Luring the Elusive Tween


When producer Tom Lynch created the popular series The Secret World of Alex Mack in 1994, he was among the first to explore the secret world of tweens.

“Tweens were lost at that time,” says Lynch. “The programming was either too young or too old. What Alex Mack brought in its star Larisa Oleynik was someone that was one of them, and [the show] had this heightened experience going on that made their lives an adventure.”

Lynch now produces Nickelodeon’s Romeo!, featuring hip hop star Lil’ Romeo, and the Discovery Kids’ series Scout’s Safari, starring a 14-year-old explorer. Lynch believes the whole process of programming for tweens is as much of an adventure as the worlds he explores in his shows. They may be a fun bunch to target, but they are a tough group to capture.

Most network executives agree. “It’s really a state of mind,” says Majorie Kaplan, executive vice president and general manager for Discovery Kids, which produces tween-centric adventure shows Darcy’s Wild Life and the reality competition series, Endurance.

“Tweens are more typically interested in reality than they are in fantasy,” she says. “While you still like cartoons, and you still like fantasy, the real world has become your world. You live in a social world: How do you get along with your friends? How do you do at school? What’s your relationship with your parents? And so tweens like to see that world reflected back to them.”

In fact, says Kaplan, it’s a demo she favors. “Tween is a really good word,” she muses. “They are between one thing and another, it’s a moment of change and it’s exciting to do programming for tweens. They have really great senses of humor. And if you’re an adult, they’re sort of like you, but not really; they remind you of your younger, better self.”

But tweens are anything but definitive. The younger ones are not quite full-fledged adolescents, and the older ones want to step back a bit from the razor’s edge of teenage life. They might be interested in watching MTV: Music Television, but are also willing to watch great narrative, family-style programming.

In fact, the major complication with tweens is simply figuring out a precise age bracket. According to Nielsen Media Research, the demo ranges from 9 to 14 years old. But depending on the network, or even the marketing group, tweens can fall anywhere from 6 to 12, 6 to 14, 8 to 12 and 8 to 14.

Such ambiguity is what led WAM! America’s Kidz Network to dump its tween tag altogether. The channel, which began in 1994 as the hub for dramas targeted to children and tweens, will relaunch this spring as a teen movie destination.

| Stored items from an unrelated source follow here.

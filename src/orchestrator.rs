use std::collections::HashMap;
use std::panic::AssertUnwindSafe;
use std::sync::Arc;

use futures::FutureExt;
use serde_json::Value;
use tokio::sync::mpsc;
use tokio::task::AbortHandle;
use tracing::{debug, error, info, warn};

use crate::chunker::{chunk_count, read_chunk};
use crate::config::UploadConfig;
use crate::entry::{self, DropItem};
use crate::error::{ConfigError, TransferError};
use crate::models::{FileCandidate, Notice, TrackedFile, UploadStatus, UploadSummary};
use crate::observer::UploadObserver;
use crate::transport::{Transport, UploadBody, UploadRequest};
use crate::validation::{ValidationRules, validate_file};
use crate::worker::{UploadChunk, WorkerEvent, WorkerHandle, WorkerOptions};

/// Outcome of one intake call.
#[derive(Debug, Clone, Default, PartialEq, Eq)]
pub struct IntakeReport {
    pub added: Vec<String>,
    pub rejected: usize,
    pub duplicates: usize,
    pub limit_exceeded: bool,
}

pub struct UploadOrchestrator {
    config: Arc<UploadConfig>,
    transport: Arc<dyn Transport>,
    observer: Box<dyn UploadObserver>,
    files: Vec<TrackedFile>,
    worker: Option<WorkerHandle>,
    events_tx: mpsc::UnboundedSender<WorkerEvent>,
    events_rx: mpsc::UnboundedReceiver<WorkerEvent>,
    in_flight: HashMap<String, AbortHandle>,
}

“Kids don’t respond very well to the moniker 'tweens,’” says WAM! vice president Midge Pierce. “That’s one of the reasons that we dropped it as a channel name 10 years ago. We did focus groups and found that kids didn’t like it. It’s a marketing term, and there was a lot of fuzziness in terms of a definition. That doesn’t mean that tweens aren’t getting movies and series that don’t appeal to them [on WAM!]. It just means that we are not using that as our positioning statement.”

Yet, Pierce contends, “It’s been really gratifying to see people recognize that this is not just a huge demographic, but a huge developmental stage in a child’s life that had not been earlier recognized. In terms of measuring that audience, I think you’ll find some of the basic-cable programmers have done extremely well with that demographic. But what hasn’t been done well is defining what that audience is.”

And still the programming grows. Disney Channel is bolstering its tween lineup with new live-action shows, including mainstays That’s So Raven and Lizzie McGuire. It also has several original movies featuring tween talent, as well as an upcoming film for its popular animated tween spy adventure, Kim Possible.

“Those movies capture a wide audience for us,” says Scott Garner, vice president of programming, planning and scheduling for Disney Channel. “But they’re most certainly very popular with kids 6 to 14 and also 9 to 14, the tween set. So there’s a pretty strong bevy of programming for this age group. I guess we’ve somewhat broadened the scope, but at the end of the day, for us, it’s being the best friend to that 9- to 11-year-old kid — whether it’s aspiration to younger kids or right on with what the older kids are going through.”

Nickelodeon is also aggressively programming for tweens with series such as The Brothers Garcia, All That, The Amanda Show and The Nick Cannon Show, while sister network The N is going after the tween and teen audiences with shows like Degrassi: The Next Generation and Radio Free Roscoe.

In February, The N will debut its first miniseries, Miracle Boys, a Harlem-based drama about three orphaned boys that’s directed by filmmakers Spike Lee, LeVar Burton and Ernest Dickerson.

“More competition is really good for us in this genre,” says Tom Ascheim, executive vice president and general manager for Nickelodeon Digital Television. “It really pushes the premium on originality and makes you want to come up with stuff that stands out, that delivers something genuinely new, intriguing and terrific. Years ago we could coast. Now, we cannot.”